Two centuries of population growth

To better understand the demographic decline of France, it should be noted that France was historically the largest nation of Europe. During the 17th century one fifth of Europe’s population was French (and more than one quarter during the Middle Ages). Between 1815 and 2000, if the population of France had grown at the same rate as the population of Germany during the same time period, France's population would be 110 million today -- and this does not take into account the fact that a large chunk of Germany's population growth was siphoned off by emigration to the Americas. If France's population had grown at the same rate as England and Wales (whose rate was also siphoned off by emigration to the Americas, Australia and New Zealand), France's population could be anywhere up to 150 million today. And if we start the comparison at the time of King Louis XIV (the Sun King), then France would in fact have the same population as the United States. While France had been very powerful in Europe at the time of Louis XIV or Napoleon, the demographic decline the country experienced after 1800 helped it to lose this advantage.

After World War II

After 1947 however, France suddenly underwent a demographic recovery that no one could have foreseen. [citation needed]In the 1930s the French government, alarmed by the decline of France's population, had passed laws to boost the birth rate, giving state benefits to families with children. Nonetheless, no one can quite satisfactorily explain this sudden and unexpected recovery in the demography of France, which was often portrayed as a "miracle" inside France. This demographic recovery was again atypical in the Western World, in the sense that although the rest of the Western World experienced a baby boom immediately after the war, the baby boom in France was much stronger, and above all it lasted longer than in most other countries of the Western World (the United States being one of the few exceptions). In the 1950s and 1960s France enjoyed a population growth of 1% a year, which is the highest growth in the history of France, not even matched in the best periods of the 18th or 19th centuries.

Since 1975, France's population growth rate has significantly diminished, but it still remains slightly faster than that of the rest of Europe, and much faster than it was at the end of the 19th century and during the first half of the 20th century. In the first decade of the third millennium, population growth in France is the fastest of Europe, matched only by Ireland and the Netherlands.
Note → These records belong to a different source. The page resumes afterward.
//! Timer backend implementations
//!
//! - `HeapTimerBackend`: BinaryHeap with lazy cancellation

mod heap;

pub use heap::HeapTimerBackend;
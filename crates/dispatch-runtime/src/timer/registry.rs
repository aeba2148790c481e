//! TimerRegistry - the timer API used by the rest of the runtime
//!
//! Owns the two backends (mockable clock, wall clock) and lazily starts the
//! timer thread on the first schedule.

use std::sync::atomic::{AtomicBool, Ordering};
use std::sync::{Arc, Mutex, OnceLock, PoisonError};
use std::time::{Duration, Instant};

use dispatch_core::{kerror, ktrace};

use super::clock;
use super::worker::{spawn_timer_thread, TimerSource, TimerStats, TimerThreadConfig, TimerThreadHandle};
use super::{fire, HeapTimerBackend, TimerAction, TimerBackend, TimerEntry, TimerHandle};

/// The process-wide registry, created on first use
pub fn registry() -> &'static TimerRegistry {
    static REGISTRY: OnceLock<TimerRegistry> = OnceLock::new();
    REGISTRY.get_or_init(|| TimerRegistry::new(TimerThreadConfig::from_env()))
}

/// Time source for the mockable backend on the timer thread: only while
/// the clock is not pinned (pinned time advances through `advance_time`).
fn mock_domain_now() -> Option<Instant> {
    if clock::is_mocked() {
        None
    } else {
        Some(Instant::now())
    }
}

fn wall_now() -> Option<Instant> {
    Some(Instant::now())
}

pub struct TimerRegistry {
    mock: Arc<dyn TimerBackend>,
    wall: Arc<dyn TimerBackend>,
    config: TimerThreadConfig,
    started: AtomicBool,
    thread: Mutex<Option<TimerThreadHandle>>,
}

impl TimerRegistry {
    pub fn new(config: TimerThreadConfig) -> Self {
        Self {
            mock: Arc::new(HeapTimerBackend::new()),
            wall: Arc::new(HeapTimerBackend::new()),
            config,
            started: AtomicBool::new(false),
            thread: Mutex::new(None),
        }
    }

    fn ensure_thread(&self) {
        if self.started.load(Ordering::Acquire) {
            return;
        }
        let mut slot = self.thread.lock().unwrap_or_else(PoisonError::into_inner);
        if slot.is_some() {
            return;
        }
        let sources = vec![
            TimerSource {
                backend: self.mock.clone(),
                clock: mock_domain_now,
            },
            TimerSource {
                backend: self.wall.clone(),
                clock: wall_now,
            },
        ];
        match spawn_timer_thread(sources, self.config.clone()) {
            Ok(handle) => {
                *slot = Some(handle);
                self.started.store(true, Ordering::Release);
            }
            // Retried on the next schedule
            Err(e) => kerror!("failed to start timer thread: {}", e),
        }
    }

    // ========================================================================
    // Mockable clock domain
    // ========================================================================

    /// Run `action` once at `deadline` (as read from `clock::now`)
    pub fn schedule_at(&self, deadline: Instant, action: TimerAction) -> TimerHandle {
        self.ensure_thread();
        let handle = self.mock.insert(TimerEntry::oneshot(deadline, action));
        ktrace!("timer {} armed", handle.raw());
        handle
    }

    /// Run `action` once, `delay` after `clock::now()`
    pub fn schedule_in(&self, delay: Duration, action: TimerAction) -> TimerHandle {
        self.schedule_at(clock::now() + delay, action)
    }

    /// Run `action` every `interval`, first at `clock::now() + interval`
    pub fn schedule_every(&self, interval: Duration, action: TimerAction) -> TimerHandle {
        self.ensure_thread();
        let entry = TimerEntry::periodic(clock::now() + interval, interval, action);
        let handle = self.mock.insert(entry);
        ktrace!("periodic timer {} armed ({:?})", handle.raw(), interval);
        handle
    }

    /// Fire every mockable timer due at `now`; returns how many ran
    pub fn poll_mock(&self, now: Instant) -> usize {
        fire(self.mock.poll_expired(now))
    }

    // ========================================================================
    // Wall clock domain
    // ========================================================================

    /// Run `action` once at a real-time `deadline`, unaffected by the mock clock
    pub fn schedule_wall_at(&self, deadline: Instant, action: TimerAction) -> TimerHandle {
        self.ensure_thread();
        self.wall.insert(TimerEntry::oneshot(deadline, action))
    }

    // ========================================================================
    // Cancellation and queries
    // ========================================================================

    /// Cancel a timer from either domain; true if it was still pending
    pub fn cancel(&self, handle: TimerHandle) -> bool {
        self.mock.cancel(handle) || self.wall.cancel(handle)
    }

    /// Pending timers across both domains
    pub fn active_timers(&self) -> usize {
        self.mock.len() + self.wall.len()
    }

    /// Stop the timer thread (it restarts on the next schedule)
    pub fn shutdown(&self) -> Option<TimerStats> {
        let handle = self.thread.lock().unwrap_or_else(PoisonError::into_inner).take();
        self.started.store(false, Ordering::Release);
        handle.map(TimerThreadHandle::shutdown)
    }
}

impl std::fmt::Debug for TimerRegistry {
    fn fmt(&self, f: &mut std::fmt::Formatter<'_>) -> std::fmt::Result {
        f.debug_struct("TimerRegistry")
            .field("backend", &self.mock.name())
            .field("mock_timers", &self.mock.len())
            .field("wall_timers", &self.wall.len())
            .field("thread_running", &self.started.load(Ordering::Relaxed))
            .finish()
    }
}

#[cfg(test)]
mod tests {
    use super::*;
    use std::sync::atomic::AtomicUsize;

    fn counter() -> (Arc<AtomicUsize>, TimerAction) {
        let hits = Arc::new(AtomicUsize::new(0));
        let h = hits.clone();
        (hits, Arc::new(move || {
            h.fetch_add(1, Ordering::SeqCst);
        }))
    }

    fn wait_for(hits: &AtomicUsize, n: usize) -> bool {
        let deadline = Instant::now() + Duration::from_secs(5);
        while hits.load(Ordering::SeqCst) < n {
            if Instant::now() > deadline {
                return false;
            }
            std::thread::sleep(Duration::from_millis(1));
        }
        true
    }

    #[test]
    fn test_wall_timer_fires_on_thread() {
        let registry = TimerRegistry::new(TimerThreadConfig::default());
        let (hits, action) = counter();

        registry.schedule_wall_at(Instant::now() + Duration::from_millis(5), action);
        assert!(wait_for(&hits, 1));

        let stats = registry.shutdown().unwrap();
        assert!(stats.timers_fired >= 1);
    }

    #[test]
    fn test_wall_timer_ignores_pinned_clock() {
        let _clock = clock::test_lock();
        clock::set_now(Instant::now() + Duration::from_secs(3600));

        let registry = TimerRegistry::new(TimerThreadConfig::default());
        let (hits, action) = counter();
        registry.schedule_wall_at(Instant::now() + Duration::from_millis(2), action);
        assert!(wait_for(&hits, 1));
        registry.shutdown();
    }

    #[test]
    fn test_mock_timer_waits_for_advance() {
        let _clock = clock::test_lock();
        let t0 = Instant::now();
        clock::set_now(t0);

        let registry = TimerRegistry::new(TimerThreadConfig::default());
        let (hits, action) = counter();
        let handle = registry.schedule_every(Duration::from_millis(100), action);

        // The timer thread leaves the pinned domain alone
        std::thread::sleep(Duration::from_millis(150));
        assert_eq!(hits.load(Ordering::SeqCst), 0);

        assert_eq!(registry.poll_mock(t0 + Duration::from_millis(100)), 1);
        assert_eq!(registry.poll_mock(t0 + Duration::from_millis(200)), 1);
        assert_eq!(hits.load(Ordering::SeqCst), 2);

        assert!(registry.cancel(handle));
        assert_eq!(registry.poll_mock(t0 + Duration::from_secs(10)), 0);
        assert_eq!(registry.active_timers(), 0);
        registry.shutdown();
    }

    #[test]
    fn test_cancel_unknown_handle() {
        let registry = TimerRegistry::new(TimerThreadConfig::default());
        assert!(!registry.cancel(TimerHandle::new()));
        assert!(registry.shutdown().is_none());
    }
}
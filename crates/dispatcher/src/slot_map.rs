//! Type-erased, type-id keyed storage for registry slots

use std::any::{Any, TypeId};
use std::collections::HashMap;
use std::sync::{Arc, PoisonError, RwLock};

#[derive(Default)]
pub(crate) struct SlotMap {
    slots: RwLock<HashMap<TypeId, Arc<dyn Any + Send + Sync>>>,
}

impl SlotMap {
    pub(crate) fn new() -> Self {
        Self::default()
    }

    /// The slot stored under `key`, if any
    pub(crate) fn get<T: Any + Send + Sync>(&self, key: TypeId) -> Option<Arc<T>> {
        let slots = self.slots.read().unwrap_or_else(PoisonError::into_inner);
        slots.get(&key).cloned().map(downcast)
    }

    /// The slot stored under `key`, created with `init` on first use
    pub(crate) fn get_or_insert_with<T, F>(&self, key: TypeId, init: F) -> Arc<T>
    where
        T: Any + Send + Sync,
        F: FnOnce() -> T,
    {
        if let Some(slot) = self.get(key) {
            return slot;
        }
        let mut slots = self.slots.write().unwrap_or_else(PoisonError::into_inner);
        let slot = slots
            .entry(key)
            .or_insert_with(|| Arc::new(init()) as Arc<dyn Any + Send + Sync>)
            .clone();
        downcast(slot)
    }

    pub(crate) fn len(&self) -> usize {
        self.slots.read().unwrap_or_else(PoisonError::into_inner).len()
    }
}

/// Every key is only ever used with one slot type
fn downcast<T: Any + Send + Sync>(slot: Arc<dyn Any + Send + Sync>) -> Arc<T> {
    match slot.downcast::<T>() {
        Ok(slot) => slot,
        Err(_) => unreachable!("slot stored under a foreign type id"),
    }
}

#[cfg(test)]
mod tests {
    use super::*;
    use std::sync::atomic::{AtomicUsize, Ordering};

    struct KeyA;
    struct KeyB;

    #[test]
    fn test_insert_once() {
        let map = SlotMap::new();
        let inits = AtomicUsize::new(0);
        let a1 = map.get_or_insert_with(TypeId::of::<KeyA>(), || {
            inits.fetch_add(1, Ordering::SeqCst);
            AtomicUsize::new(5)
        });
        let a2 = map.get_or_insert_with(TypeId::of::<KeyA>(), || {
            inits.fetch_add(1, Ordering::SeqCst);
            AtomicUsize::new(9)
        });
        assert!(Arc::ptr_eq(&a1, &a2));
        assert_eq!(a2.load(Ordering::SeqCst), 5);
        assert_eq!(inits.load(Ordering::SeqCst), 1);
    }

    #[test]
    fn test_keys_are_independent() {
        let map = SlotMap::new();
        assert!(map.get::<String>(TypeId::of::<KeyA>()).is_none());
        map.get_or_insert_with(TypeId::of::<KeyA>(), || String::from("a"));
        map.get_or_insert_with(TypeId::of::<KeyB>(), || String::from("b"));
        assert_eq!(map.len(), 2);
        assert_eq!(*map.get::<String>(TypeId::of::<KeyB>()).unwrap(), "b");
    }
}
However, it is significantly slower than that of the United States, whose population trends have diverged from those of Europe since the 1970s.
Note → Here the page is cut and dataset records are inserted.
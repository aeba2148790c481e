//! Environment variable utilities
//!
//! Every runtime knob has a `DSP_*` variable; these helpers parse them with
//! a fallback so a malformed value never aborts startup.
//!
//! ```ignore
//! use dispatch_core::env::{env_get, env_get_bool};
//!
//! let workers: usize = env_get("DSP_NUM_WORKERS", 1);
//! let flush: bool = env_get_bool("DSP_FLUSH_EPRINT", false);
//! ```

use std::str::FromStr;

/// Get environment variable parsed as type T, or return default
///
/// Unset and unparsable values both yield `default`.
#[inline]
pub fn env_get<T>(key: &str, default: T) -> T
where
    T: FromStr,
{
    env_get_opt(key).unwrap_or(default)
}

/// Get environment variable as boolean
///
/// Accepts "1", "true", "yes", "on" (case-insensitive) as true.
/// Any other set value is false; unset returns the default.
#[inline]
pub fn env_get_bool(key: &str, default: bool) -> bool {
    match std::env::var(key) {
        Ok(val) => matches!(val.to_lowercase().as_str(), "1" | "true" | "yes" | "on"),
        Err(_) => default,
    }
}

/// Get environment variable as optional value
///
/// `Some(T)` only if the variable is set and parses.
#[inline]
pub fn env_get_opt<T>(key: &str) -> Option<T>
where
    T: FromStr,
{
    std::env::var(key).ok().and_then(|v| v.trim().parse().ok())
}
//! Promise/Future pair: a one-shot result handed from a task to a waiter
//!
//! The `Future` can be waited on from a fiber (suspends the fiber) or from
//! any other thread (parks the thread). Dropping a `Promise` without
//! fulfilling it resolves the future with `DispatchError::BrokenPromise`.

use std::sync::{Arc, Mutex, MutexGuard, PoisonError};
use std::time::{Duration, Instant};

use dispatch_core::{DispatchError, DispatchResult};

use crate::waiter::Waiter;

struct Slot<T> {
    value: Option<DispatchResult<T>>,
    waiters: Vec<Arc<Waiter>>,
}

struct Shared<T> {
    slot: Mutex<Slot<T>>,
}

impl<T> Shared<T> {
    fn lock(&self) -> MutexGuard<'_, Slot<T>> {
        self.slot.lock().unwrap_or_else(PoisonError::into_inner)
    }
}

/// Create a connected promise/future pair
pub fn promise<T: Send + 'static>() -> (Promise<T>, Future<T>) {
    let shared = Arc::new(Shared {
        slot: Mutex::new(Slot {
            value: None,
            waiters: Vec::new(),
        }),
    });
    (
        Promise {
            shared: Some(shared.clone()),
        },
        Future { shared },
    )
}

/// Writing half
pub struct Promise<T> {
    shared: Option<Arc<Shared<T>>>,
}

impl<T> Promise<T> {
    pub fn set_value(self, value: T) {
        self.complete(Ok(value));
    }

    pub fn set_error(self, error: DispatchError) {
        self.complete(Err(error));
    }

    pub fn complete(mut self, result: DispatchResult<T>) {
        self.fulfil(result);
    }

    fn fulfil(&mut self, result: DispatchResult<T>) {
        let Some(shared) = self.shared.take() else {
            return;
        };
        let waiters = {
            let mut slot = shared.lock();
            slot.value = Some(result);
            std::mem::take(&mut slot.waiters)
        };
        for waiter in waiters {
            waiter.notify();
        }
    }
}

impl<T> Drop for Promise<T> {
    fn drop(&mut self) {
        self.fulfil(Err(DispatchError::BrokenPromise));
    }
}

impl<T> std::fmt::Debug for Promise<T> {
    fn fmt(&self, f: &mut std::fmt::Formatter<'_>) -> std::fmt::Result {
        f.debug_struct("Promise").field("fulfilled", &self.shared.is_none()).finish()
    }
}

/// Reading half
pub struct Future<T> {
    shared: Arc<Shared<T>>,
}

impl<T> Future<T> {
    /// True once a value, an error or a broken promise has landed
    pub fn is_ready(&self) -> bool {
        self.shared.lock().value.is_some()
    }

    /// Block until ready
    pub fn wait(&self) {
        self.wait_deadline(None);
    }

    /// Block until ready or `timeout` elapses; true if ready
    pub fn wait_for(&self, timeout: Duration) -> bool {
        self.wait_deadline(Some(Instant::now() + timeout))
    }

    /// Block until ready or `deadline` passes; true if ready
    pub fn wait_until(&self, deadline: Instant) -> bool {
        self.wait_deadline(Some(deadline))
    }

    fn wait_deadline(&self, deadline: Option<Instant>) -> bool {
        let waiter = {
            let mut slot = self.shared.lock();
            if slot.value.is_some() {
                return true;
            }
            let waiter = Waiter::current();
            slot.waiters.push(waiter.clone());
            waiter
        };

        if waiter.wait(deadline) {
            return true;
        }

        let mut slot = self.shared.lock();
        slot.waiters.retain(|w| !Arc::ptr_eq(w, &waiter));
        slot.value.is_some()
    }

    /// Wait and take the result
    pub fn get(self) -> DispatchResult<T> {
        self.wait();
        self.take()
    }

    /// Take the result if ready, or hand the future back
    pub fn try_get(self) -> Result<DispatchResult<T>, Future<T>> {
        if self.is_ready() {
            Ok(self.take())
        } else {
            Err(self)
        }
    }

    fn take(self) -> DispatchResult<T> {
        self.shared
            .lock()
            .value
            .take()
            .unwrap_or(Err(DispatchError::BrokenPromise))
    }
}

impl<T> std::fmt::Debug for Future<T> {
    fn fmt(&self, f: &mut std::fmt::Formatter<'_>) -> std::fmt::Result {
        f.debug_struct("Future").field("ready", &self.is_ready()).finish()
    }
}
//! Unix stack mapping using mmap

use std::ptr::NonNull;
use std::sync::OnceLock;

use dispatch_core::constants::GUARD_SIZE;
use dispatch_core::error::MemoryError;
use dispatch_core::kerror;

pub(super) fn page_size() -> usize {
    static PAGE: OnceLock<usize> = OnceLock::new();
    *PAGE.get_or_init(|| {
        let size = unsafe { libc::sysconf(libc::_SC_PAGESIZE) };
        if size > 0 {
            size as usize
        } else {
            GUARD_SIZE
        }
    })
}

/// Map `len` bytes read/write and turn the lowest page into a guard
pub(super) fn map_stack(len: usize) -> Result<NonNull<u8>, MemoryError> {
    let base = unsafe {
        libc::mmap(
            std::ptr::null_mut(),
            len,
            libc::PROT_READ | libc::PROT_WRITE,
            libc::MAP_PRIVATE | libc::MAP_ANONYMOUS | map_stack_flag(),
            -1,
            0,
        )
    };
    if base == libc::MAP_FAILED {
        return Err(MemoryError::AllocationFailed);
    }

    // Guard page at the low end; overflow faults here
    let ret = unsafe { libc::mprotect(base, GUARD_SIZE, libc::PROT_NONE) };
    if ret != 0 {
        unsafe { libc::munmap(base, len) };
        return Err(MemoryError::ProtectionFailed);
    }

    NonNull::new(base as *mut u8).ok_or(MemoryError::AllocationFailed)
}

pub(super) fn unmap_stack(base: NonNull<u8>, len: usize) {
    let ret = unsafe { libc::munmap(base.as_ptr() as *mut libc::c_void, len) };
    if ret != 0 {
        kerror!("munmap of fiber stack at {:p} failed", base.as_ptr());
    }
}

#[cfg(any(target_os = "linux", target_os = "android"))]
fn map_stack_flag() -> libc::c_int {
    libc::MAP_STACK | libc::MAP_NORESERVE
}

#[cfg(not(any(target_os = "linux", target_os = "android")))]
fn map_stack_flag() -> libc::c_int {
    0
}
The ranking below will help understand the past, present, and future weight of France's population in Europe and in the world:
(historical populations are counted in the 2004 borders)
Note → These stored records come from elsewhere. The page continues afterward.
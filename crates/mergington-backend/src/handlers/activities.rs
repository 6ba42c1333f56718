use std::sync::Arc;

use axum::Json;
use axum::extract::rejection::{PathRejection, QueryRejection};
use axum::extract::{Path, Query, State};
use serde::Deserialize;

use mergington::data::{ActivitySnapshot, MessageResponse};
use mergington::id::{ActivityName, ParticipantId};

use crate::error::AppError;
use crate::services::ActivityService;

#[derive(Debug, Deserialize)]
pub struct SignupQuery {
    pub email: String,
}

/// Unpacks the extractors of a sign-up call.
///
/// An unknown activity is reported ahead of an invalid email.
async fn signup_target(
    state: &crate::AppState,
    path: Result<Path<String>, PathRejection>,
    query: Result<Query<SignupQuery>, QueryRejection>,
) -> Result<(ActivityName, ParticipantId), AppError> {
    let Path(activity_name) = path?;
    let Query(query) = query?;
    let activity = ActivityName::from_string(activity_name);

    match ParticipantId::parse(query.email) {
        Ok(participant) => Ok((activity, participant)),
        Err(err) => {
            state.activities.get(&activity).await?;
            Err(err.into())
        }
    }
}

/// Handler to list every activity and its participants
pub async fn list(
    State(state): State<Arc<crate::AppState>>,
) -> Result<Json<ActivitySnapshot>, AppError> {
    Ok(Json(state.activities.list().await?))
}

/// Handler to sign a student up for an activity
pub async fn signup(
    State(state): State<Arc<crate::AppState>>,
    path: Result<Path<String>, PathRejection>,
    query: Result<Query<SignupQuery>, QueryRejection>,
) -> Result<Json<MessageResponse>, AppError> {
    let (activity, participant) = signup_target(&state, path, query).await?;

    state.activities.enroll(&activity, &participant).await?;
    Ok(Json(MessageResponse::signed_up(&participant, &activity)))
}

/// Handler to unregister a student from an activity
pub async fn unregister(
    State(state): State<Arc<crate::AppState>>,
    path: Result<Path<String>, PathRejection>,
    query: Result<Query<SignupQuery>, QueryRejection>,
) -> Result<Json<MessageResponse>, AppError> {
    let (activity, participant) = signup_target(&state, path, query).await?;

    state.activities.withdraw(&activity, &participant).await?;
    Ok(Json(MessageResponse::unregistered(&participant, &activity)))
}
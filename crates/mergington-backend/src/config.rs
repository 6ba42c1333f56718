use std::net::{IpAddr, SocketAddr};
use std::path::PathBuf;

use clap::Parser;

/// Launch options for the activity sign-up server.
#[derive(Debug, Clone, Parser)]
#[command(
    name = "mergington-backend",
    version,
    about = "Mergington High School activity sign-up server"
)]
pub struct Config {
    /// Address to bind
    #[arg(long, env = "MERGINGTON_HOST", default_value = "127.0.0.1")]
    pub host: IpAddr,

    /// Port to listen on
    #[arg(long, short, env = "MERGINGTON_PORT", default_value_t = 8000)]
    pub port: u16,

    /// Directory served under /static
    #[arg(long, env = "MERGINGTON_STATIC_DIR", default_value = crate::DEFAULT_STATIC_DIR)]
    pub static_dir: PathBuf,
}

impl Config {
    pub fn addr(&self) -> SocketAddr {
        SocketAddr::new(self.host, self.port)
    }
}
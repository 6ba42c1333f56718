//! Typed identifiers for the Mergington application.
//!
//! Activity names and participant identifiers are both plain strings on the
//! wire. Wrapping them in marker-typed [`Id`]s keeps the registry API from
//! accepting one where the other is expected.

use serde::{Deserialize, Serialize};
use std::fmt;

use crate::errors::RegistryError;

/// A type-safe wrapper around string identifiers.
///
/// The wrapped value is opaque: it is compared by exact string match and is
/// never normalized.
#[derive(Clone, PartialEq, Eq, Hash, PartialOrd, Ord)]
pub struct Id<T> {
    value: String,
    _phantom: std::marker::PhantomData<T>,
}

// Serialize as just a string
impl<T> Serialize for Id<T> {
    fn serialize<S>(&self, serializer: S) -> Result<S::Ok, S::Error>
    where
        S: serde::Serializer,
    {
        self.value.serialize(serializer)
    }
}

impl<'de, T> Deserialize<'de> for Id<T> {
    fn deserialize<D>(deserializer: D) -> Result<Self, D::Error>
    where
        D: serde::Deserializer<'de>,
    {
        let value = String::deserialize(deserializer)?;
        Self::parse(value).map_err(serde::de::Error::custom)
    }
}

impl<T> Id<T> {
    /// Wraps a value without validating it.
    ///
    /// # Example
    /// ```
    /// use mergington::id::ActivityName;
    ///
    /// let name = ActivityName::from_string("Chess Club".to_string());
    /// assert_eq!(name.as_str(), "Chess Club");
    /// ```
    pub fn from_string(value: String) -> Self {
        Self {
            value,
            _phantom: std::marker::PhantomData,
        }
    }

    /// Wraps a value, rejecting only the empty string.
    ///
    /// # Example
    /// ```
    /// use mergington::id::ParticipantId;
    ///
    /// assert!(ParticipantId::parse("emma@mergington.edu").is_ok());
    /// assert!(ParticipantId::parse("").is_err());
    /// ```
    pub fn parse(value: impl Into<String>) -> Result<Self, RegistryError> {
        let value = value.into();
        if value.is_empty() {
            return Err(RegistryError::EmptyParticipant);
        }
        Ok(Self::from_string(value))
    }

    pub fn as_str(&self) -> &str {
        &self.value
    }

    pub fn into_string(self) -> String {
        self.value
    }
}

impl<T> fmt::Debug for Id<T> {
    fn fmt(&self, f: &mut fmt::Formatter<'_>) -> fmt::Result {
        write!(f, "Id({})", self.value)
    }
}

impl<T> fmt::Display for Id<T> {
    fn fmt(&self, f: &mut fmt::Formatter<'_>) -> fmt::Result {
        write!(f, "{}", self.value)
    }
}

impl<T> From<String> for Id<T> {
    fn from(value: String) -> Self {
        Self::from_string(value)
    }
}

impl<T> From<&str> for Id<T> {
    fn from(value: &str) -> Self {
        Self::from_string(value.to_string())
    }
}

impl<T> AsRef<str> for Id<T> {
    fn as_ref(&self) -> &str {
        &self.value
    }
}

impl<T> PartialEq<str> for Id<T> {
    fn eq(&self, other: &str) -> bool {
        self.value == other
    }
}

impl<T> PartialEq<&str> for Id<T> {
    fn eq(&self, other: &&str) -> bool {
        self.value == *other
    }
}

// Type markers for different entity types
#[derive(Debug, Clone, PartialEq, Eq, Hash, PartialOrd, Ord)]
pub struct ActivityMarker;

#[derive(Debug, Clone, PartialEq, Eq, Hash, PartialOrd, Ord)]
pub struct ParticipantMarker;

/// The unique name of an activity, also its registry key.
pub type ActivityName = Id<ActivityMarker>;

/// An enrolled person, usually their school email address.
pub type ParticipantId = Id<ParticipantMarker>;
  • until 1795 metropolitan France was the most populous country of Europe, above even Russia, and the third most populous country in the world, behind only China and India
  • between 1795 and 1866, metropolitan France was the second most populous country of Europe, behind Russia, and the fourth most populous country in the world, behind China, India, and Russia
  • between 1866 and 1911, metropolitan France was the third most populous country of Europe, behind Russia and Germany
  • between 1911 and 1931, metropolitan France was the fourth most populous country of Europe, behind Russia, Germany, and the United Kingdom
  • between 1931 and 1991, metropolitan France was the fifth most populous country of Europe, behind Russia, Germany, the United Kingdom, and Italy
  • between 1991 and 2000, metropolitan France recovered its rank as the fourth most populous country of Europe, behind Russia, Germany, and the United Kingdom
  • since 2000, metropolitan France has recovered its rank as the third most populous country of Europe, behind Russia and Germany. Worldwide, France's ranking has fallen to twentieth most populous country.
  • if current demographic trends continue (i.e. declining population in Germany, and slightly rising population in France), around 2050 metropolitan France could become again the second most populous country of Europe behind Russia.

Note that in above data, Turkey is not regarded as a European country.

Immigration

Before World War II

In the twentieth century, France experienced a high rate of immigration from other countries. The immigration rate was particularly high during the 1920s and 1930s. France was the European country which suffered the most from World War I, with respect to the size of its population, losing 1.4 million young men out of a total population of 40 million. France was also at the time the European country with the lowest fertility rate, which meant that the country had a very hard time recovering from the heavy losses of the war. France had to open its doors to immigration, which was the only way to prevent population decline between the two world wars.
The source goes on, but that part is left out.